While this approach leads to more “natural” conversations – especially as humans do not need to trigger bots – it also tends to lead to quite chaotic conversations and many misplaced and/or “duplicated” messages. While it sometimes feels quite magical, it more often feels like a very, very bad WhatsApp groupchat… Well, we all have been there!

While not perfect, I am convinced that there is something to this approach. However, my current approach and prompts are not there yet! For example, the current approach is very bad at differentiating between different conversations and often leads to bots ending up in loops of highly similar messages. Of course, the scheduled approach (triggering every minute) also leads to some very unnatural conversational timings and strange, pragmatically speaking impolite messages.

I would be very happy to discuss other approaches to the general issue of triggering bot responses! I am not convinced that the trigger model is the best possible one, and I would love to find a more “natural” solution.

Checks and Constraints

Especially when using the general trigger, predefined checks and constraints can significantly help with conversational management and keeping bots at bay. Currently, there are two types of checks and constraints: (1) There are checks for whether a bot is allowed to take a turn, and there are (2) checks for whether a specific message should be posted.

The conversational checks are there to, for example, prevent bots from just going on without any human messages in the conversation. While this might be desirable, in most cases, it makes sense to limit how many bot messages can be in the conversation before a human needs to take a turn. Similarly, on the message level, it makes sense to prevent bots from sending messages that do not make sense. For example, sometimes chatbots refer to themselves or @mention themselves in an irregular way. These messages are being filtered out so as not to disturb the ongoing conversation.

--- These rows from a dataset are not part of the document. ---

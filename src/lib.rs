//! External merge sort for `key:value` text files
//!
//! Sorts files larger than memory by splitting them into sorted runs on disk
//! and k-way merging the runs into one output. Records are ordered by their
//! unsigned 64-bit key; records with equal keys keep their input order.

#![deny(unsafe_code)]
#![warn(clippy::all)]

pub mod error;
pub mod config;

// Sorting pipeline, leaf first
pub mod record;
pub mod run;
pub mod run_builder;
pub mod run_reader;
pub mod merge;
pub mod external_sort;

pub mod generate;
pub mod logging;

// Re-export commonly used types
pub use config::{SortConfig, SortConfigBuilder};
pub use error::{SortError, SortResult};
pub use external_sort::{ExternalSort, OutputStrategy, SortPhase, SortStats};
pub use record::Record;

/// Exit codes
pub const EXIT_SUCCESS: i32 = 0;
pub const EXIT_FAILURE: i32 = 1;
pub const SORT_FAILURE: i32 = 2;

/// Sort `config.input` into `config.output`
pub fn sort(config: &SortConfig) -> SortResult<SortStats> {
    ExternalSort::new(config.clone())?.sort()
}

Ultimately, these hard-coded and configurable checks and constraints, together with the underlying prompts, define how the conversations progress. The need for these strict rules clearly demonstrates that this, at its current state, is a model of a conversation, not a “real” conversation, as discussed in the short linguistics chapter. However, I do believe that good triggers, well-crafted prompts, and supportive checks and constraints can be combined to create “believable” and meaningful conversations between multiple bots and multiple humans. This feeling is also supported by the existing research. For example, Duang et al. 2024 have shown that LLMs have the capability to generate high-quality human-like conversations. I am just not there yet!

Learnings

Based on my experience developing this early version of PolyBotChat and a number of conversations with multiple chatbots, I want to share three initial learnings.

Firstly, as OpenAI’s Custom GPTs have powerfully demonstrated, it is absolutely possible to create individualized and specialized bots based on just some system prompting and additional, RAG-like, knowledge. While very crude at the moment, allowing chatbots to develop using “memory” of previous conversations has already proven to be very interesting as traces of previous conversations, mediated through the “perspective” of the given chatbot, resurface and shape new conversations.

Secondly, having multiple chatbots in one conversation can lead to highly interesting (and fun) interactions. Even if using the @mention trigger, having the option of bringing in different “perspectives” by just mentioning a participant leads to different conversations than those in regular chatbot applications. This is also somewhat different from systems that allow for multiple different models within one conversation. The model proposed here would be more akin to having multiple custom GPTs at the same time.

Finally, I do believe that the key challenge will be to get the pragmatics, especially turn management, right. Current-generation LLMs are great at playing a role, and they are great at generating well-crafted and meaningful responses. However, responding in the right way at the right time, especially in a complex multi-participant conversation, is an incredibly hard challenge – both for human and artificial intelligence.